<<<<

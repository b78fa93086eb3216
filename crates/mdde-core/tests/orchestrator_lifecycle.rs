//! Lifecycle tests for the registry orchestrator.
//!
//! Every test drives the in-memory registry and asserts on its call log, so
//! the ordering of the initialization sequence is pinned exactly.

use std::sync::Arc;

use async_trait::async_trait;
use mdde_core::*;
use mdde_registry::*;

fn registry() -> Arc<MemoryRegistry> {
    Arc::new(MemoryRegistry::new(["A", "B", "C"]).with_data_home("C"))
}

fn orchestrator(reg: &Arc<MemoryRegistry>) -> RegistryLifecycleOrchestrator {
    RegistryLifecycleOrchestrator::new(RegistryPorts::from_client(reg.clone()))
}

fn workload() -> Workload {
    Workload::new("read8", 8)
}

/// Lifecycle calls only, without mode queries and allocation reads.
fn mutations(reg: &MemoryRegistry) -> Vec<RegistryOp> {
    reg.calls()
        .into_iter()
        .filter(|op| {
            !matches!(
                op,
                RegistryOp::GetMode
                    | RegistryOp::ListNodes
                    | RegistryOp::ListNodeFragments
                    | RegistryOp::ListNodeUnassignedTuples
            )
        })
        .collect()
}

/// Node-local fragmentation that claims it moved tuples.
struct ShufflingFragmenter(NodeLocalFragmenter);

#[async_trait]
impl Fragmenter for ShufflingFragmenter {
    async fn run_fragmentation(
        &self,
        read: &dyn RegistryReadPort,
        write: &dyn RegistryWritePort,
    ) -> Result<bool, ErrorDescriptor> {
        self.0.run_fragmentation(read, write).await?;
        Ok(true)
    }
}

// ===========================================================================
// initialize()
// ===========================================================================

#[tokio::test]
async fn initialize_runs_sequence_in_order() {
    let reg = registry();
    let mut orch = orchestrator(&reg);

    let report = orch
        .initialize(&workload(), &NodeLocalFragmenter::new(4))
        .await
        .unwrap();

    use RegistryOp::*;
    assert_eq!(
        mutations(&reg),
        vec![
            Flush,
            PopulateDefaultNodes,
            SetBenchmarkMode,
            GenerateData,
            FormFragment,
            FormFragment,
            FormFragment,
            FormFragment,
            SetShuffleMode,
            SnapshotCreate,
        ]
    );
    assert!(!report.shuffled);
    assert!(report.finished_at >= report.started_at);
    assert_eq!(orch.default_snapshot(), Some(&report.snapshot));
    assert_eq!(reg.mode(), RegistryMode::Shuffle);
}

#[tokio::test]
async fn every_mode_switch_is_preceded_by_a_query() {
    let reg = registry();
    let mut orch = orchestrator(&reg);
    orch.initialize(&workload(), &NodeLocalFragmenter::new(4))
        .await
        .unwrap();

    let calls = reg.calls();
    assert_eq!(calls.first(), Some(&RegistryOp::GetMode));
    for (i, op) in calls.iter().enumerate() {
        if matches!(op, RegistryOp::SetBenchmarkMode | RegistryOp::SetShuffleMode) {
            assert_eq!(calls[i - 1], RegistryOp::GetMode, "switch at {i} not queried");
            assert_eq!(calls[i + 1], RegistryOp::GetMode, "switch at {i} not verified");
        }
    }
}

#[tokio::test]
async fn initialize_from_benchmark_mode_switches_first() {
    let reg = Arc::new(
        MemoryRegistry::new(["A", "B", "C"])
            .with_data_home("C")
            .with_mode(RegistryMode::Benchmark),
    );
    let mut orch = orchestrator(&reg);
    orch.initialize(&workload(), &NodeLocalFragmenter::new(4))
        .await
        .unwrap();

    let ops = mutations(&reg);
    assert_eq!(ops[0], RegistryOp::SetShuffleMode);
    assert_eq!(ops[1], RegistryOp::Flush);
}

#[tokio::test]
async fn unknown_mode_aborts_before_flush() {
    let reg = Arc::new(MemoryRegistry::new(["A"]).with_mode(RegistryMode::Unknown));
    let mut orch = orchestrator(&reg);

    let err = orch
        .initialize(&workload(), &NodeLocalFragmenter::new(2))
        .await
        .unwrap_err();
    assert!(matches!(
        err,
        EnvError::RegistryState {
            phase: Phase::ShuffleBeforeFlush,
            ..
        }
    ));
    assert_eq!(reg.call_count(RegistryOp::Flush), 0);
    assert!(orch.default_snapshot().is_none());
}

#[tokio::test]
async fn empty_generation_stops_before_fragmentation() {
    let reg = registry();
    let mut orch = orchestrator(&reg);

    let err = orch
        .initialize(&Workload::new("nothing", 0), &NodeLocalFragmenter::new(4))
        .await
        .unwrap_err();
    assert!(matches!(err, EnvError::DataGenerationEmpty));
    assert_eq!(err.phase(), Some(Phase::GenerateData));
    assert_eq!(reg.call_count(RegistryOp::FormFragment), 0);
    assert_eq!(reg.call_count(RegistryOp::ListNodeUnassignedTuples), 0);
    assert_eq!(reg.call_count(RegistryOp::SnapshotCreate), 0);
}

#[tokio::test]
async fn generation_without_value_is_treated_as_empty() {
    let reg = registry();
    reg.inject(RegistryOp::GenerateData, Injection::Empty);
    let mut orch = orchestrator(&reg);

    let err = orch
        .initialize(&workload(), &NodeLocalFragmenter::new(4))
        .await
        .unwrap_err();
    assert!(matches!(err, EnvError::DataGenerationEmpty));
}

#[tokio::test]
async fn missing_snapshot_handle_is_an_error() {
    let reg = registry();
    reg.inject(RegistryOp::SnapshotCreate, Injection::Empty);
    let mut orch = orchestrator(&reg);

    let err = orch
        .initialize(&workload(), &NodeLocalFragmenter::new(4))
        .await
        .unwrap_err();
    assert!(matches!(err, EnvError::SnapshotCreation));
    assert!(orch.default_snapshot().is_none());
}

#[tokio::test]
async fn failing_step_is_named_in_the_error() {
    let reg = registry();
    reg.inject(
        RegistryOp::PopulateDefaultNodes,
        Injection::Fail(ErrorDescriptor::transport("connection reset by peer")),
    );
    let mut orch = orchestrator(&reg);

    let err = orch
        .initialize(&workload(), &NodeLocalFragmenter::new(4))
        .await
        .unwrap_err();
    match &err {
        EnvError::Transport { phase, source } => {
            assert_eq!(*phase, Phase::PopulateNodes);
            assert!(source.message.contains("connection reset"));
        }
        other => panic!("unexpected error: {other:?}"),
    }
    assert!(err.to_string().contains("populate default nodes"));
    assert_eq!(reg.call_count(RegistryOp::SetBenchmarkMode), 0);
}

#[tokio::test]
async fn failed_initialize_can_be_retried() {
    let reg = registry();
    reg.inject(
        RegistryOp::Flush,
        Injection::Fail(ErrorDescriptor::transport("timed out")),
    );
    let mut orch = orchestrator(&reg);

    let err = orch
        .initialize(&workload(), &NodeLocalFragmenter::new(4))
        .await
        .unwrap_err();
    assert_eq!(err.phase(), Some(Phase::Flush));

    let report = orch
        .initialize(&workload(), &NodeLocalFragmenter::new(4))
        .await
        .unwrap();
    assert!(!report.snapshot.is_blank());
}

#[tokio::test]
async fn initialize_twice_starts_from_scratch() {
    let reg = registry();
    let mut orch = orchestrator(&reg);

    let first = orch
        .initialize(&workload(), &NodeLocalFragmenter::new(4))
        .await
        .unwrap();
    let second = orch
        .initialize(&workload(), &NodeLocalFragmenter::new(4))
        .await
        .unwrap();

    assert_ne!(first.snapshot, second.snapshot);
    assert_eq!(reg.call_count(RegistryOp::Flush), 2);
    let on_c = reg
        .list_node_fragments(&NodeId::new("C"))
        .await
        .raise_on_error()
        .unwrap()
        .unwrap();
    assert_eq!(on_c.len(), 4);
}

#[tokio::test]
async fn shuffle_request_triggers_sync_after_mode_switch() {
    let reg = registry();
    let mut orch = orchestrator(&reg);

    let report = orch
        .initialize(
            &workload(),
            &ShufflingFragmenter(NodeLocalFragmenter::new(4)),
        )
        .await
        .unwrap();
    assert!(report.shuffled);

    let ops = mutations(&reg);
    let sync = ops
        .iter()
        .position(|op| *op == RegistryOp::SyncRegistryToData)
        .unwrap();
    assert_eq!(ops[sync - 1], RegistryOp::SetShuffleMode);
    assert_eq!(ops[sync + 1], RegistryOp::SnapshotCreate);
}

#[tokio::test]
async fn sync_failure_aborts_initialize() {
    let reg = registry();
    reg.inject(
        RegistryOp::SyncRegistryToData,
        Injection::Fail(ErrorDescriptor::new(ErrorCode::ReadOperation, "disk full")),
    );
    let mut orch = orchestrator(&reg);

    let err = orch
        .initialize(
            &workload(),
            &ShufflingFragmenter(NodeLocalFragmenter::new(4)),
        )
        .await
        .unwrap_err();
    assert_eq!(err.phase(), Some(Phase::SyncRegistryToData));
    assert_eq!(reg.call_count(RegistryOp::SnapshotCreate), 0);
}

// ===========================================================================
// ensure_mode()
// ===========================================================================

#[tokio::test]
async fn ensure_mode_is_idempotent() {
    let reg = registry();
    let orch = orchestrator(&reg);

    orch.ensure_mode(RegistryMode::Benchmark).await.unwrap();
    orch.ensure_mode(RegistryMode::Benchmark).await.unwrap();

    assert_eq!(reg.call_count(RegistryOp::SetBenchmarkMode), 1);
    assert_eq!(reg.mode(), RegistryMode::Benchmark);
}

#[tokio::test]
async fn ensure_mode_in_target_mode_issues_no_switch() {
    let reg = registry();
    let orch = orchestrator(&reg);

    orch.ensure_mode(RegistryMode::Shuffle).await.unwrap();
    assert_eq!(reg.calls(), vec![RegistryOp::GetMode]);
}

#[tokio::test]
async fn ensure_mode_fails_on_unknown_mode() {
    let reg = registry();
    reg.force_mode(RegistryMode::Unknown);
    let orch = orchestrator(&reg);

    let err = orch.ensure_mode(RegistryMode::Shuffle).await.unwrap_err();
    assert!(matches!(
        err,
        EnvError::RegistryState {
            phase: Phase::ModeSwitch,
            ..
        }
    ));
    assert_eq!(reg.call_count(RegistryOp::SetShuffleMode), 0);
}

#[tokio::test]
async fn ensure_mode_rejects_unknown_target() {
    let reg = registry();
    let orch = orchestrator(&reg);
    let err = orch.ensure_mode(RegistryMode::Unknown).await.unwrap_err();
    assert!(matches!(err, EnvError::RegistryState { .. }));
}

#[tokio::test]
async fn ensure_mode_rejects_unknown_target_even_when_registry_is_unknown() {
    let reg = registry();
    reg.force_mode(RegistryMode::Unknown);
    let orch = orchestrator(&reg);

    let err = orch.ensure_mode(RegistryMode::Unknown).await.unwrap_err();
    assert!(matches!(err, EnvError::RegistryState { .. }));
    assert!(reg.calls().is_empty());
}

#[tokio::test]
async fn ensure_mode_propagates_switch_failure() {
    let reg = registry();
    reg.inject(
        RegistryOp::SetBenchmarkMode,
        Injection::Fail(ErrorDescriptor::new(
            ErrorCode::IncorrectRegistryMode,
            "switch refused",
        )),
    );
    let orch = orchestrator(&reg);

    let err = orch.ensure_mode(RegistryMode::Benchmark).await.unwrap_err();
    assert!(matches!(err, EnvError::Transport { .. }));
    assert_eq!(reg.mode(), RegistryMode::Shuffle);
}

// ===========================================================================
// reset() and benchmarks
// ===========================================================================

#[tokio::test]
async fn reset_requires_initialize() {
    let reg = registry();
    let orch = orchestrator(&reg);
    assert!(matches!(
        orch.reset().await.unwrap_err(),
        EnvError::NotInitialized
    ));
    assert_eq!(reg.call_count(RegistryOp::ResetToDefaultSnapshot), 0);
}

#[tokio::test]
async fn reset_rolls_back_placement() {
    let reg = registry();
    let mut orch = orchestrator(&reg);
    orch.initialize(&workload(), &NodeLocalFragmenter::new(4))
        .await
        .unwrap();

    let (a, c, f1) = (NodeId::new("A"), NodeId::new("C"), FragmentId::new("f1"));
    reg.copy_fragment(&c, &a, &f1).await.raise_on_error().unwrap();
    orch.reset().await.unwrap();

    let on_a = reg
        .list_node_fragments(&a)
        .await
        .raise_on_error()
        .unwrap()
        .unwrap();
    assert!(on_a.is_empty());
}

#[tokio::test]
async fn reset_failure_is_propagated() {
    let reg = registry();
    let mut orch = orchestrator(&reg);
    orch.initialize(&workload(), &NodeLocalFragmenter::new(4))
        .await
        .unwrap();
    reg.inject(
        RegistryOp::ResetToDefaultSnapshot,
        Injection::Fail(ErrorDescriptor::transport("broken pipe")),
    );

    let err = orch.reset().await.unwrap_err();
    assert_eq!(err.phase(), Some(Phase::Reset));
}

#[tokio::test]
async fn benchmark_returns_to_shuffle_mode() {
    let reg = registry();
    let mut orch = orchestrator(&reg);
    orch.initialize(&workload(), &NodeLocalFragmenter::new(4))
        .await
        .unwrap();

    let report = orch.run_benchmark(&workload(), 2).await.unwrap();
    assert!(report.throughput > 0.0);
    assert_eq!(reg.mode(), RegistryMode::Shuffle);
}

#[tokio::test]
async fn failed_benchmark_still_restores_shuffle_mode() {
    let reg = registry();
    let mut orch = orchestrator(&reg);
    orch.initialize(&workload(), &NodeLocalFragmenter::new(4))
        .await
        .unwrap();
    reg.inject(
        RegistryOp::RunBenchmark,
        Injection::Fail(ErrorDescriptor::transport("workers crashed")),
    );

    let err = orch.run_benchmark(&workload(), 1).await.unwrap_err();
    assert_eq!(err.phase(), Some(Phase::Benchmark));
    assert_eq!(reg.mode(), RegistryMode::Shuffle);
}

>>>>

## What to work on:
Quote the data above from the line containing "-> Result<bool, ErrorDescriptor>" to the line containing "async fn every_mode_switch_is_preceded_by_a_query()", inclusive, and stop.

## Problem solution:
    ) -> Result<bool, ErrorDescriptor> {
        self.0.run_fragmentation(read, write).await?;
        Ok(true)
    }
}

// ===========================================================================
// initialize()
// ===========================================================================

#[tokio::test]
async fn initialize_runs_sequence_in_order() {
    let reg = registry();
    let mut orch = orchestrator(&reg);

    let report = orch
        .initialize(&workload(), &NodeLocalFragmenter::new(4))
        .await
        .unwrap();

    use RegistryOp::*;
    assert_eq!(
        mutations(&reg),
        vec![
            Flush,
            PopulateDefaultNodes,
            SetBenchmarkMode,
            GenerateData,
            FormFragment,
            FormFragment,
            FormFragment,
            FormFragment,
            SetShuffleMode,
            SnapshotCreate,
        ]
    );
    assert!(!report.shuffled);
    assert!(report.finished_at >= report.started_at);
    assert_eq!(orch.default_snapshot(), Some(&report.snapshot));
    assert_eq!(reg.mode(), RegistryMode::Shuffle);
}

#[tokio::test]
async fn every_mode_switch_is_preceded_by_a_query() {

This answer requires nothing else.